Even before the details were known, it had become clear that Kinder Morgan’s pipeline plans had played a key, if not decisive, role in tipping the Greens toward working with the NDP rather than the Liberals. B.C. Green leader Andrew Weaver, speaking to the media Monday while flanked by premier-in-waiting John Horgan, leader of the B.C. NDP, strongly implied that the Liberals’ support for the tar sands pipeline was one of the primary considerations for the Green caucus.

War of words

The province’s powerful anti-pipeline movement wasted no time seizing the momentum. Early Monday morning, an activist climbed a flagpole at the provincial legislature in Victoria and put up a sign declaring victory.

Meanwhile, Prime Minister Justin Trudeau and Alberta Premier Rachel Notley took to the airwaves to pledge their loyalty to Kinder Morgan.

Notley took a particularly sharp tone. “Mark my words, that pipeline will be built, the decisions have been made,” Notley said in Edmonton.

When asked about Notley’s comments, Weaver fired back, “I suggest she look at Section 35 of the Constitution,” a pointed reference to the language on Indigenous rights that has been crucial to a series of historic court victories by First Nations in Canada.

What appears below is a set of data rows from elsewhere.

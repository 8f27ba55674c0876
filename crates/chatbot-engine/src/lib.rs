//! chatbot-engine: Headless core of the chatbot widget
//!
//! This crate holds everything that is not presentation:
//! - Messages and the append-only transcript
//! - The conversation controller (visibility, draft, submit/resolve protocol)
//! - The generation collaborator contract and its Gemini HTTP implementation
//! - Background dispatch of turn requests
//! - Configuration

pub mod config;
pub mod controller;
pub mod dispatch;
pub mod gemini;
pub mod generation;
pub mod message;
pub mod transcript;

// Re-export commonly used types
pub use config::{
    api_key_from_env, resolve_api_key, Config, ConfigError, ThemeVariant, API_KEY_ENV,
    FALLBACK_API_KEY_ENV,
};
pub use controller::{ConversationController, TurnOutcome, TurnRequest, TurnStatus};
pub use dispatch::TurnDispatcher;
pub use gemini::{GeminiClient, DEFAULT_BASE_URL, DEFAULT_MODEL};
pub use generation::{GenerationCollaborator, GenerationConfig, GenerationError};
pub use message::{Message, Sender, TurnId};
pub use transcript::Transcript;

/// Returns the engine version.
pub fn engine_version() -> &'static str {
    env!("CARGO_PKG_VERSION")
}
//! Key hints along the bottom edge of the screen.
//!
//! Format: `[Enter] open chat │ [q] quit`

use ratatui::{
    buffer::Buffer,
    layout::Rect,
    style::Style,
    text::{Line, Span},
    widgets::{Paragraph, Widget},
};

use crate::theme::Theme;

/// A single keybinding hint.
#[derive(Debug, Clone, PartialEq, Eq)]
pub struct KeyHint {
    /// The key or key combination (e.g., "Esc", "Ctrl+C").
    pub key: &'static str,
    /// The action description (e.g., "close", "quit").
    pub action: &'static str,
}

impl KeyHint {
    pub const fn new(key: &'static str, action: &'static str) -> Self {
        Self { key, action }
    }
}

/// Hints while only the launcher is shown.
pub const CLOSED_HINTS: &[KeyHint] = &[
    KeyHint::new("Enter", "open chat"),
    KeyHint::new("q", "quit"),
];

/// Hints while the panel is open.
pub const OPEN_HINTS: &[KeyHint] = &[
    KeyHint::new("Enter", "send"),
    KeyHint::new("Esc", "close"),
    KeyHint::new("PgUp/PgDn", "scroll"),
    KeyHint::new("Ctrl+C", "quit"),
];

/// Hint line for the current visibility.
pub fn hints_for(visible: bool) -> &'static [KeyHint] {
    if visible {
        OPEN_HINTS
    } else {
        CLOSED_HINTS
    }
}

/// Footer hints widget.
pub struct FooterHints<'a> {
    hints: &'a [KeyHint],
    theme: &'a Theme,
}

impl<'a> FooterHints<'a> {
    pub fn new(hints: &'a [KeyHint], theme: &'a Theme) -> Self {
        Self { hints, theme }
    }
}

impl Widget for FooterHints<'_> {
    fn render(self, area: Rect, buf: &mut Buffer) {
        let muted = Style::default().fg(self.theme.muted);
        let mut spans = Vec::new();

        for (i, hint) in self.hints.iter().enumerate() {
            if i > 0 {
                spans.push(Span::styled(" │ ", muted));
            }
            spans.push(Span::styled("[", muted));
            spans.push(Span::styled(hint.key, Style::default().fg(self.theme.accent)));
            spans.push(Span::styled("] ", muted));
            spans.push(Span::styled(hint.action, Style::default().fg(self.theme.subtext)));
        }

        Paragraph::new(Line::from(spans)).render(area, buf);
    }
}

Weaver, a leading climate scientist, was an intervenor at the National Energy Board hearings on Trans Mountain, and has in the past challenged Notley to a public debate on the pipeline.

Radical change demanded

Earlier on Monday, just prior to the announcement of the NDP-Green deal, the Union of B.C. Indian Chiefs issued a scathing open letter calling for a radical change in direction from the B.C. Liberal government’s relations with First Nations and handling of environmental issues:

Six years of a heavy-handed Clark majority government has left British Columbians deeply mired in an overwhelming debt, subsequent to a litany of highly outdated, unfeasible and environmentally destructive mega projects, including the Site C Dam, the Kinder Morgan Trans Mountain Pipeline Expansion Project and the fading market-dead LNG pipe dream. British Columbia’s economy has become reliant on an industry propped up by a temporary and transient workforce precariously perched on archaic notions requiring the complete destruction of our pristine air, land, and waters, and on an industry which runs roughshod over the democratic and human rights of Indigenous and non-Indigenous communities alike.

While the political war of words played out Tuesday, Kinder Morgan’s Canadian IPO had a rocky first day.

Prior to that, over the weekend, activists locked themselves down to block the entrance to Kinder Morgan’s terminal in Burnaby. Four of them were later arrested.

While the political war of words played out Tuesday, Kinder Morgan’s Canadian IPO had a rocky first day. According to a Canadian Press report,

The newly listed shares dipped to as low as $15.75 before recovering to close at $16.24, but still below the $17 they were priced at in their initial public offering.

At $1.75 billion, the IPO was on track to be the fourth largest in the Toronto Stock Exchange’s history. Kinder Morgan said it fulfilled the final requirement for it to proceed with the Trans Mountain expansion.

The battle over Kinder Morgan’s Trans Mountain pipeline will continue to play out over the summer, with the company claiming it will be ready to put shovels in the ground by September. I know they have shares to sell, but, after the last couple days in B.C. politics, that kind of optimistic plan is looking more and more like a pipe dream.